Potter: The film itself is a story that happens over seven days, so by its nature it divides into seven parts. As it's filmed in close-ups upon the actors' faces, it can work on a small scale, but also looks very beautiful up on the big screen. I think it does work at both ends of the visual scale. As it's a whodunnit, a murder mystery, it does keep you going into the next day and the next to find out how things unfold... each episode ends on a sort of cliffhanger.

People have the option to get the DVD later on, and there is also the premiere at the BFI, which is going out live on 40 screens across the country. There will be a Q&A after, and, for instance, Jude Law is going to be in New York, in his dressing room for Hamlet, and we're going to Skype him in.

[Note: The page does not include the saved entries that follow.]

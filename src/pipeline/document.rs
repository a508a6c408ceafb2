//! The per-document process function: extract → OCR → assemble a record.

use crate::config::{BatchConfig, ExtractionMode, OcrConfig};
use crate::error::{BatchError, ExtractionError, ItemError};
use crate::output::{DocumentId, Processed, ResultRecord, WorkItem};
use crate::pipeline::input::validate_pdf;
use crate::pipeline::ocr::{OcrEngine, TesseractEngine};
use crate::pipeline::postprocess::clean_ocr_text;
use crate::pipeline::render::{ImageRegion, PdfiumExtractor, RegionExtractor};
use crate::pool::DocumentProcessor;
use crate::section::{ScanState, SectionDetector, SectionScan};
use async_trait::async_trait;
use std::ops::ControlFlow;
use std::sync::Arc;
use std::time::Instant;
use tokio::sync::mpsc::{self, Receiver};
use tracing::debug;

/// Result field holding the Description body.
pub const DESCRIPTION_FIELD: &str = "description";

/// [`DocumentProcessor`] that OCRs a PDF according to an [`ExtractionMode`].
///
/// Regions are rendered on a blocking thread and streamed to OCR one at a
/// time. In `Description` mode each page is fed to the section detector and
/// both rendering and OCR stop at the first page of the Drawings section.
/// The front-page modes OCR every planned region and store each under its
/// region id.
pub struct OcrPipeline {
    mode: ExtractionMode,
    extractor: Arc<dyn RegionExtractor>,
    engine: Arc<dyn OcrEngine>,
    ocr: OcrConfig,
    detector: SectionDetector,
}

impl OcrPipeline {
    pub fn new(
        mode: ExtractionMode,
        extractor: Arc<dyn RegionExtractor>,
        engine: Arc<dyn OcrEngine>,
        ocr: OcrConfig,
        detector: SectionDetector,
    ) -> Self {
        Self {
            mode,
            extractor,
            engine,
            ocr,
            detector,
        }
    }

    /// Build the pdfium + Tesseract pipeline described by `config`.
    ///
    /// Does not check that either collaborator works; see
    /// [`crate::batch::preflight`].
    pub fn from_config(config: &BatchConfig) -> Result<Self, BatchError> {
        Ok(Self::new(
            config.mode,
            Arc::new(PdfiumExtractor::from_config(config)),
            Arc::new(TesseractEngine::new(config.tesseract_cmd.clone())),
            config.ocr.clone(),
            SectionDetector::new(&config.section)?,
        ))
    }

    async fn recognize(&self, region: &ImageRegion) -> Result<String, ItemError> {
        let start = Instant::now();
        let raw = self
            .engine
            .recognize(region, &self.ocr)
            .await
            .map_err(|source| ItemError::Ocr {
                region: region.id.clone(),
                source,
            })?;
        debug!(region = %region.id, ms = start.elapsed().as_millis() as u64, "Region recognised");
        Ok(clean_ocr_text(&raw))
    }

    /// Returns the outcome and whether the scan stopped before the last page.
    async fn describe(
        &self,
        id: &DocumentId,
        regions: &mut Receiver<ImageRegion>,
    ) -> Result<(Processed, bool), ItemError> {
        let mut scanner = self.detector.scanner(id.clone());
        let mut stopped = false;
        while let Some(region) = regions.recv().await {
            let text = self.recognize(&region).await?;
            let page = self.detector.page(region.page_index, text);
            if scanner.feed(&page) == ScanState::Done {
                debug!(doc = %id, page = page.index, "Stopping at end of section");
                stopped = true;
                break;
            }
        }
        let processed = match scanner.finish() {
            SectionScan::Found(span) => {
                debug!(doc = %id, start = span.start_page, end = ?span.end_page, "Section located");
                Processed::Record(ResultRecord::new(id).with_field(DESCRIPTION_FIELD, span.text))
            }
            SectionScan::NotFound => Processed::SectionNotFound,
        };
        Ok((processed, stopped))
    }

    async fn columns(&self, id: &DocumentId, regions: &mut Receiver<ImageRegion>) -> Result<Processed, ItemError> {
        let mut record = ResultRecord::new(id);
        while let Some(region) = regions.recv().await {
            let text = self.recognize(&region).await?;
            record = record.with_field(region.id.clone(), text.trim());
        }
        Ok(Processed::Record(record))
    }
}

#[async_trait]
impl DocumentProcessor for OcrPipeline {
    async fn process(&self, item: &WorkItem) -> Result<Processed, ItemError> {
        item.id.validate()?;

        // Capacity 1: the renderer stays at most one region ahead of OCR.
        let (tx, mut rx) = mpsc::channel::<ImageRegion>(1);
        let extractor = Arc::clone(&self.extractor);
        let path = item.source_path.clone();
        let render = tokio::task::spawn_blocking(move || -> Result<(), ExtractionError> {
            validate_pdf(&path)?;
            // A send error means the consumer has stopped listening.
            extractor.extract_each(&path, &mut |region| match tx.blocking_send(region) {
                Ok(()) => ControlFlow::Continue(()),
                Err(_) => ControlFlow::Break(()),
            })
        });

        let consumed = match self.mode {
            ExtractionMode::Description => self.describe(&item.id, &mut rx).await,
            ExtractionMode::FrontPage | ExtractionMode::FrontPageContinued => {
                self.columns(&item.id, &mut rx).await.map(|p| (p, false))
            }
        };
        drop(rx);

        let rendered = render.await.map_err(|e| {
            if e.is_panic() {
                ItemError::Panicked(format!("Render task panicked: {}", e))
            } else {
                ItemError::Internal(format!("Render task cancelled: {}", e))
            }
        })?;
        match (consumed, rendered) {
            (Err(e), _) => Err(e),
            // Pages past the end of the section were never needed.
            (Ok((processed, true)), _) => Ok(processed),
            (Ok(_), Err(e)) => Err(e.into()),
            (Ok((processed, false)), Ok(())) => Ok(processed),
        }
    }
}
//! Post-processing: deterministic cleanup of raw Tesseract output.
//!
//! Tesseract terminates every page with a form feed, emits CRLF on some
//! builds, and occasionally passes zero-width characters through from the
//! language model. None of that belongs in the result log.
//!
//! Rules (applied in order):
//! 1. Normalise line endings (CRLF/CR → LF)
//! 2. Drop form feeds
//! 3. Strip invisible Unicode (zero-width spaces, BOM, soft hyphens)
//! 4. Trim trailing whitespace per line
//! 5. Collapse 3+ consecutive blank lines down to 2
//! 6. End non-empty text with exactly one newline, so consecutive pages
//!    concatenate on separate lines

use once_cell::sync::Lazy;
use regex::Regex;

/// Apply all cleanup rules to one region's OCR output.
pub fn clean_ocr_text(input: &str) -> String {
    let s = normalise_line_endings(input);
    let s = s.replace('\u{000C}', "");
    let s = remove_invisible_chars(&s);
    let s = trim_trailing_whitespace(&s);
    let s = collapse_blank_lines(&s);
    ensure_final_newline(&s)
}

fn normalise_line_endings(input: &str) -> String {
    input.replace("\r\n", "\n").replace('\r', "\n")
}

fn remove_invisible_chars(input: &str) -> String {
    input.replace(
        [
            '\u{200B}', '\u{FEFF}', '\u{00AD}', '\u{200C}', '\u{200D}', '\u{2060}',
        ],
        "",
    )
}

fn trim_trailing_whitespace(input: &str) -> String {
    input
        .lines()
        .map(|line| line.trim_end())
        .collect::<Vec<_>>()
        .join("\n")
}

static RE_BLANK_LINES: Lazy<Regex> = Lazy::new(|| Regex::new(r"\n{4,}").unwrap());

fn collapse_blank_lines(input: &str) -> String {
    RE_BLANK_LINES.replace_all(input, "\n\n\n").to_string()
}

fn ensure_final_newline(input: &str) -> String {
    let trimmed = input.trim_end();
    if trimmed.is_empty() {
        String::new()
    } else {
        format!("{}\n", trimmed)
    }
}

#[cfg(test)]
mod tests {
    use super::*;

    #[test]
    fn strips_tesseract_page_terminator() {
        assert_eq!(clean_ocr_text("说明书\n正文\n\n\u{000C}"), "说明书\n正文\n");
    }

    #[test]
    fn normalises_crlf_and_trailing_spaces() {
        assert_eq!(clean_ocr_text("a  \r\nb\t\rc"), "a\nb\nc\n");
    }

    #[test]
    fn removes_invisible() {
        assert_eq!(clean_ocr_text("发\u{200B}明\u{FEFF}内容"), "发明内容\n");
    }

    #[test]
    fn collapses_blank_runs() {
        assert_eq!(clean_ocr_text("a\n\n\n\n\n\nb"), "a\n\n\nb\n");
    }

    #[test]
    fn blank_page_is_empty() {
        assert_eq!(clean_ocr_text(" \n\u{000C}"), "");
    }
}
// ── CLI progress callback using indicatif ────────────────────────────────────

/// Terminal progress callback: a live progress bar plus one log line per
/// committed document. Documents finish out of order, so start times are
/// keyed by id.
struct CliProgressCallback {
    bar: ProgressBar,
    start_times: Mutex<HashMap<DocumentId, Instant>>,
    errors: AtomicUsize,
}

impl CliProgressCallback {
    /// Spinner until `on_batch_start` reports how many documents are queued.
    fn new_dynamic() -> Arc<Self> {
        let bar = ProgressBar::new(0);
        let spinner_style = ProgressStyle::with_template("{spinner:.cyan} {prefix:.bold}  {msg}")
            .unwrap_or_else(|_| ProgressStyle::default_spinner())
            .tick_strings(TICKS);

        bar.set_style(spinner_style);
        bar.set_prefix("Preparing");
        bar.set_message("Scanning source tree…");
        bar.enable_steady_tick(Duration::from_millis(80));

        Arc::new(Self {
            bar,
            start_times: Mutex::new(HashMap::new()),
            errors: AtomicUsize::new(0),
        })
    }

    fn activate_bar(&self, total: usize) {
        let progress_style = ProgressStyle::with_template(
            "{spinner:.cyan} {prefix:.bold}  \
             [{bar:42.green/238}] {pos:>5}/{len} docs  \
             ⏱ {elapsed_precise}  ETA {eta_precise}",
        )
        .unwrap_or_else(|_| ProgressStyle::default_bar())
        .progress_chars("█▉▊▋▌▍▎▏  ")
        .tick_strings(TICKS);

        self.bar.set_length(total as u64);
        self.bar.set_style(progress_style);
        self.bar.set_prefix("OCR");
        self.bar.reset_eta();
    }

    fn elapsed_secs(&self, id: &DocumentId) -> f64 {
        self.start_times
            .lock()
            .unwrap_or_else(|poisoned| poisoned.into_inner())
            .remove(id)
            .map(|t| t.elapsed().as_secs_f64())
            .unwrap_or(0.0)
    }
}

Babelgum saw the film and really liked the idea of distributing it. This is one of their first feature films; it feels like the beginning of a new way of looking at films, and for people to access them easily and properly. Streaming technology is so much better these days.

N: Are you daunted by any of it?

P: It felt very much like leaping off a precipice. We didn't know where we would land. I've no idea how people are going to experience it - we're making it up as we go along. As people experience the film in different ways, it starts to morph, it's no longer a fixed entity - like the themes in the film itself. We're making the process and product be really reflective of each other, and the story itself reflective of how people can see it.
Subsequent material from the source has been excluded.